• **The problem**:
When you return the entries, keep every word and mark exactly as it is.

Source records:
================================

#[cfg(test)]
mod tests {
    use super::*;
    use std::fs;
    use tempfile::tempdir;

    fn create_project(dir: &Path) {
        fs::create_dir_all(dir.join("src")).unwrap();
        fs::create_dir_all(dir.join("tools")).unwrap();
        fs::write(
            dir.join("src/app.js"),
            "const a = 1;\nconsole.log(a);\nconsole.error('bad');\nexport default a;\n",
        )
        .unwrap();
        fs::write(dir.join("src/view.tsx"), "export const View = () => null;\n").unwrap();
        fs::write(
            dir.join("tools/run.py"),
            "import logging\nlogger = logging.getLogger(__name__)\n\ndef main():\n    logger.info('go')\n    return 0\n",
        )
        .unwrap();
        fs::write(dir.join("README.md"), "console.log('docs');\n").unwrap();
    }

    #[test]
    fn test_clean_directory() {
        let temp = tempdir().unwrap();
        create_project(temp.path());

        let selection = SourceSelection::directory(temp.path()).unwrap();
        let report = clean(&selection, CleanOptions::new()).unwrap();

        assert_eq!(report.files_scanned, 3);
        assert_eq!(report.stats.files_processed, 2);
        assert_eq!(report.stats.lines_removed, 5);
        assert_eq!(report.stats.removed_statements["console.log"], 1);
        assert_eq!(report.stats.removed_statements["console.error"], 1);
        assert_eq!(report.stats.removed_statements["logging_import"], 1);
        assert_eq!(report.stats.removed_statements["logger_definition"], 1);
        assert_eq!(report.stats.removed_statements["logger.info"], 1);
        assert_eq!(report.stats.file_types_processed[".js"], 1);
        assert_eq!(report.stats.file_types_processed[".py"], 1);
        assert!(report.errors.is_empty());

        assert_eq!(
            fs::read_to_string(temp.path().join("src/app.js")).unwrap(),
            "const a = 1;\nexport default a;\n"
        );
        assert_eq!(
            fs::read_to_string(temp.path().join("tools/run.py")).unwrap(),
            "\ndef main():\n    return 0\n"
        );
        assert_eq!(
            fs::read_to_string(temp.path().join("README.md")).unwrap(),
            "console.log('docs');\n"
        );
    }

    #[test]
    fn test_clean_selected_extensions() {
        let temp = tempdir().unwrap();
        create_project(temp.path());

        let selection = SourceSelection::directory(temp.path()).unwrap();
        let report = clean(&selection, CleanOptions::new().extensions([".py"])).unwrap();

        assert_eq!(report.extensions, BTreeSet::from([".py".to_string()]));
        assert_eq!(report.stats.files_processed, 1);
        assert!(fs::read_to_string(temp.path().join("src/app.js"))
            .unwrap()
            .contains("console.log(a);"));
    }

    #[test]
    fn test_dry_run_writes_nothing() {
        let temp = tempdir().unwrap();
        create_project(temp.path());
        let before = fs::read_to_string(temp.path().join("src/app.js")).unwrap();

        let selection = SourceSelection::directory(temp.path()).unwrap();
        let report = clean(
            &selection,
            CleanOptions::new().dry_run(true).backup(true),
        )
        .unwrap();

        assert!(report.dry_run);
        assert_eq!(report.stats.lines_removed, 5);
        assert_eq!(report.backup_dir, None);
        assert_eq!(
            fs::read_to_string(temp.path().join("src/app.js")).unwrap(),
            before
        );
        assert!(!temp.path().join(crate::assets::ASSETS_DIR_NAME).exists());
    }

    #[test]
    fn test_backup_before_rewrite() {
        let temp = tempdir().unwrap();
        create_project(temp.path());
        let original = fs::read_to_string(temp.path().join("src/app.js")).unwrap();

        let selection = SourceSelection::directory(temp.path()).unwrap();
        let report = clean(
            &selection,
            CleanOptions::new().backup(true).stamp("20240215_103045"),
        )
        .unwrap();

        let backup_dir = report.backup_dir.clone().unwrap();
        assert!(backup_dir.ends_with("lc-cleaned-assets/backups/backup_20240215_103045"));
        assert!(report
            .session_log
            .as_ref()
            .unwrap()
            .ends_with("lc-cleaned-assets/logs/cleanup_log_20240215_103045.log"));
        assert_eq!(
            fs::read_to_string(backup_dir.join("src/app.js")).unwrap(),
            original
        );
        assert!(backup_dir.join("tools/run.py").exists());
        assert!(!backup_dir.join("src/view.tsx").exists());

        let js = report
            .files
            .iter()
            .find(|f| f.extension == ".js")
            .unwrap();
        assert_eq!(js.backup.as_deref(), Some(backup_dir.join("src/app.js").as_path()));

        // A second run does not walk into the assets directory.
        let again = clean(&selection, CleanOptions::new()).unwrap();
        assert_eq!(again.stats.files_processed, 0);
    }

    #[test]
    fn test_clean_explicit_files() {
        let temp = tempdir().unwrap();
        create_project(temp.path());

        let (selection, rejected) = SourceSelection::files([
            temp.path().join("tools/run.py"),
            temp.path().join("README.md"),
        ]);
        assert_eq!(rejected.len(), 1);

        let report = clean(&selection, CleanOptions::new()).unwrap();
        assert_eq!(report.extensions, BTreeSet::from([".py".to_string()]));
        assert_eq!(report.files_scanned, 1);
        assert_eq!(report.stats.lines_removed, 3);
        assert_eq!(report.files[0].removals[0].line_number, 1);
    }

    #[test]
    fn test_failed_backup_leaves_file_untouched() {
        let temp = tempdir().unwrap();
        create_project(temp.path());
        let original = fs::read(temp.path().join("src/app.js")).unwrap();

        // A regular file where the backup's src/ directory has to go.
        let session = temp
            .path()
            .join("lc-cleaned-assets/backups/backup_20240215_103045");
        fs::create_dir_all(&session).unwrap();
        fs::write(session.join("src"), "").unwrap();

        let selection = SourceSelection::directory(temp.path()).unwrap();
        let report = clean(
            &selection,
            CleanOptions::new().backup(true).stamp("20240215_103045"),
        )
        .unwrap();

        assert_eq!(report.errors.len(), 1);
        assert!(report.errors[0].path.ends_with("src/app.js"));
        assert!(report.errors[0].message.starts_with("failed to back up"));
        assert_eq!(fs::read(temp.path().join("src/app.js")).unwrap(), original);

        // Other files are still backed up and cleaned.
        assert_eq!(report.stats.files_processed, 1);
        assert!(session.join("tools/run.py").exists());
    }

    #[test]
    fn test_clean_explicit_files_with_extension_filter() {
        let temp = tempdir().unwrap();
        create_project(temp.path());
        let app = temp.path().join("src/app.js");
        let original = fs::read_to_string(&app).unwrap();

        let (selection, _) = SourceSelection::files([app.clone(), temp.path().join("tools/run.py")]);
        let report = clean(&selection, CleanOptions::new().extensions([".py"])).unwrap();

        assert_eq!(report.extensions, BTreeSet::from([".py".to_string()]));
        assert_eq!(report.files_scanned, 1);
        assert_eq!(fs::read_to_string(&app).unwrap(), original);
    }

    #[test]
    fn test_unsupported_extension_recorded() {
        let temp = tempdir().unwrap();
        fs::write(temp.path().join("task.rb"), "puts 'hi'\n").unwrap();

        let selection = SourceSelection::directory(temp.path()).unwrap();
        let report = clean(&selection, CleanOptions::new().extensions([".rb"])).unwrap();

        assert_eq!(report.files_scanned, 0);
        assert_eq!(report.errors.len(), 1);
        assert!(report.errors[0].message.starts_with("unsupported file type"));
    }

    #[test]
    fn test_unreadable_file_recorded_and_skipped() {
        let temp = tempdir().unwrap();
        create_project(temp.path());
        fs::write(temp.path().join("src/broken.js"), [0xff, 0xfe, b'\n']).unwrap();

        let selection = SourceSelection::directory(temp.path()).unwrap();
        let report = clean(&selection, CleanOptions::new()).unwrap();

        assert_eq!(report.errors.len(), 1);
        assert!(report.errors[0].path.ends_with("src/broken.js"));
        assert_eq!(report.stats.files_processed, 2);
    }

    #[test]
    fn test_clean_invalid_directory() {
        let result = SourceSelection::directory("/nonexistent/project");
        assert!(matches!(result, Err(LogCleanerError::PathNotFound(_))));
    }
}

================================

• **Answer space**:
#[cfg(test)]
mod tests {
    use super::*;
    use std::fs;
    use tempfile::tempdir;

    fn create_project(dir: &Path) {
        fs::create_dir_all(dir.join("src")).unwrap();
        fs::create_dir_all(dir.join("tools")).unwrap();
        fs::write(
            dir.join("src/app.js"),
            "const a = 1;\nconsole.log(a);\nconsole.error('bad');\nexport default a;\n",
        )
        .unwrap();
        fs::write(dir.join("src/view.tsx"), "export const View = () => null;\n").unwrap();
        fs::write(
            dir.join("tools/run.py"),
            "import logging\nlogger = logging.getLogger(__name__)\n\ndef main():\n    logger.info('go')\n    return 0\n",
        )
        .unwrap();
        fs::write(dir.join("README.md"), "console.log('docs');\n").unwrap();
    }

    #[test]
    fn test_clean_directory() {
        let temp = tempdir().unwrap();
        create_project(temp.path());

        let selection = SourceSelection::directory(temp.path()).unwrap();
        let report = clean(&selection, CleanOptions::new()).unwrap();

        assert_eq!(report.files_scanned, 3);
        assert_eq!(report.stats.files_processed, 2);
        assert_eq!(report.stats.lines_removed, 5);
        assert_eq!(report.stats.removed_statements["console.log"], 1);
        assert_eq!(report.stats.removed_statements["console.error"], 1);
        assert_eq!(report.stats.removed_statements["logging_import"], 1);
        assert_eq!(report.stats.removed_statements["logger_definition"], 1);
        assert_eq!(report.stats.removed_statements["logger.info"], 1);
        assert_eq!(report.stats.file_types_processed[".js"], 1);
        assert_eq!(report.stats.file_types_processed[".py"], 1);
        assert!(report.errors.is_empty());

        assert_eq!(
            fs::read_to_string(temp.path().join("src/app.js")).unwrap(),
            "const a = 1;\nexport default a;\n"
        );
        assert_eq!(
            fs::read_to_string(temp.path().join("tools/run.py")).unwrap(),
            "\ndef main():\n    return 0\n"
        );
        assert_eq!(
            fs::read_to_string(temp.path().join("README.md")).unwrap(),
            "console.log('docs');\n"
        );
    }

    #[test]
    fn test_clean_selected_extensions() {
        let temp = tempdir().unwrap();
        create_project(temp.path());

        let selection = SourceSelection::directory(temp.path()).unwrap();
        let report = clean(&selection, CleanOptions::new().extensions([".py"])).unwrap();

        assert_eq!(report.extensions, BTreeSet::from([".py".to_string()]));
        assert_eq!(report.stats.files_processed, 1);
        assert!(fs::read_to_string(temp.path().join("src/app.js"))
            .unwrap()
            .contains("console.log(a);"));
    }

    #[test]
    fn test_dry_run_writes_nothing() {
        let temp = tempdir().unwrap();
        create_project(temp.path());
        let before = fs::read_to_string(temp.path().join("src/app.js")).unwrap();

        let selection = SourceSelection::directory(temp.path()).unwrap();
        let report = clean(
            &selection,
            CleanOptions::new().dry_run(true).backup(true),
        )
        .unwrap();

        assert!(report.dry_run);
        assert_eq!(report.stats.lines_removed, 5);
        assert_eq!(report.backup_dir, None);
        assert_eq!(
            fs::read_to_string(temp.path().join("src/app.js")).unwrap(),
            before
        );
        assert!(!temp.path().join(crate::assets::ASSETS_DIR_NAME).exists());
    }

    #[test]
    fn test_backup_before_rewrite() {
        let temp = tempdir().unwrap();
        create_project(temp.path());
        let original = fs::read_to_string(temp.path().join("src/app.js")).unwrap();

        let selection = SourceSelection::directory(temp.path()).unwrap();
        let report = clean(
            &selection,
            CleanOptions::new().backup(true).stamp("20240215_103045"),
        )
        .unwrap();

        let backup_dir = report.backup_dir.clone().unwrap();
        assert!(backup_dir.ends_with("lc-cleaned-assets/backups/backup_20240215_103045"));
        assert!(report
            .session_log
            .as_ref()
            .unwrap()
            .ends_with("lc-cleaned-assets/logs/cleanup_log_20240215_103045.log"));
        assert_eq!(
            fs::read_to_string(backup_dir.join("src/app.js")).unwrap(),
            original
        );
        assert!(backup_dir.join("tools/run.py").exists());
        assert!(!backup_dir.join("src/view.tsx").exists());

        let js = report
            .files
            .iter()
            .find(|f| f.extension == ".js")
            .unwrap();
        assert_eq!(js.backup.as_deref(), Some(backup_dir.join("src/app.js").as_path()));

        // A second run does not walk into the assets directory.
        let again = clean(&selection, CleanOptions::new()).unwrap();
        assert_eq!(again.stats.files_processed, 0);
    }

    #[test]
    fn test_clean_explicit_files() {
        let temp = tempdir().unwrap();
        create_project(temp.path());

        let (selection, rejected) = SourceSelection::files([
            temp.path().join("tools/run.py"),
            temp.path().join("README.md"),
        ]);
        assert_eq!(rejected.len(), 1);

        let report = clean(&selection, CleanOptions::new()).unwrap();
        assert_eq!(report.extensions, BTreeSet::from([".py".to_string()]));
        assert_eq!(report.files_scanned, 1);
        assert_eq!(report.stats.lines_removed, 3);
        assert_eq!(report.files[0].removals[0].line_number, 1);
    }

    #[test]
    fn test_failed_backup_leaves_file_untouched() {
        let temp = tempdir().unwrap();
        create_project(temp.path());
        let original = fs::read(temp.path().join("src/app.js")).unwrap();

        // A regular file where the backup's src/ directory has to go.
        let session = temp
            .path()
            .join("lc-cleaned-assets/backups/backup_20240215_103045");
        fs::create_dir_all(&session).unwrap();
        fs::write(session.join("src"), "").unwrap();

        let selection = SourceSelection::directory(temp.path()).unwrap();
        let report = clean(
            &selection,
            CleanOptions::new().backup(true).stamp("20240215_103045"),
        )
        .unwrap();

        assert_eq!(report.errors.len(), 1);
        assert!(report.errors[0].path.ends_with("src/app.js"));
        assert!(report.errors[0].message.starts_with("failed to back up"));
        assert_eq!(fs::read(temp.path().join("src/app.js")).unwrap(), original);

        // Other files are still backed up and cleaned.
        assert_eq!(report.stats.files_processed, 1);
        assert!(session.join("tools/run.py").exists());
    }

    #[test]
    fn test_clean_explicit_files_with_extension_filter() {
        let temp = tempdir().unwrap();
        create_project(temp.path());
        let app = temp.path().join("src/app.js");
        let original = fs::read_to_string(&app).unwrap();

        let (selection, _) = SourceSelection::files([app.clone(), temp.path().join("tools/run.py")]);
        let report = clean(&selection, CleanOptions::new().extensions([".py"])).unwrap();

        assert_eq!(report.extensions, BTreeSet::from([".py".to_string()]));
        assert_eq!(report.files_scanned, 1);
        assert_eq!(fs::read_to_string(&app).unwrap(), original);
    }

    #[test]
    fn test_unsupported_extension_recorded() {
        let temp = tempdir().unwrap();
        fs::write(temp.path().join("task.rb"), "puts 'hi'\n").unwrap();

        let selection = SourceSelection::directory(temp.path()).unwrap();
        let report = clean(&selection, CleanOptions::new().extensions([".rb"])).unwrap();

        assert_eq!(report.files_scanned, 0);
        assert_eq!(report.errors.len(), 1);
        assert!(report.errors[0].message.starts_with("unsupported file type"));
    }

    #[test]
    fn test_unreadable_file_recorded_and_skipped() {
        let temp = tempdir().unwrap();
        create_project(temp.path());
        fs::write(temp.path().join("src/broken.js"), [0xff, 0xfe, b'\n']).unwrap();

        let selection = SourceSelection::directory(temp.path()).unwrap();
        let report = clean(&selection, CleanOptions::new()).unwrap();

        assert_eq!(report.errors.len(), 1);
        assert!(report.errors[0].path.ends_with("src/broken.js"));
        assert_eq!(report.stats.files_processed, 2);
    }

    #[test]
    fn test_clean_invalid_directory() {
        let result = SourceSelection::directory("/nonexistent/project");
        assert!(matches!(result, Err(LogCleanerError::PathNotFound(_))));
    }
}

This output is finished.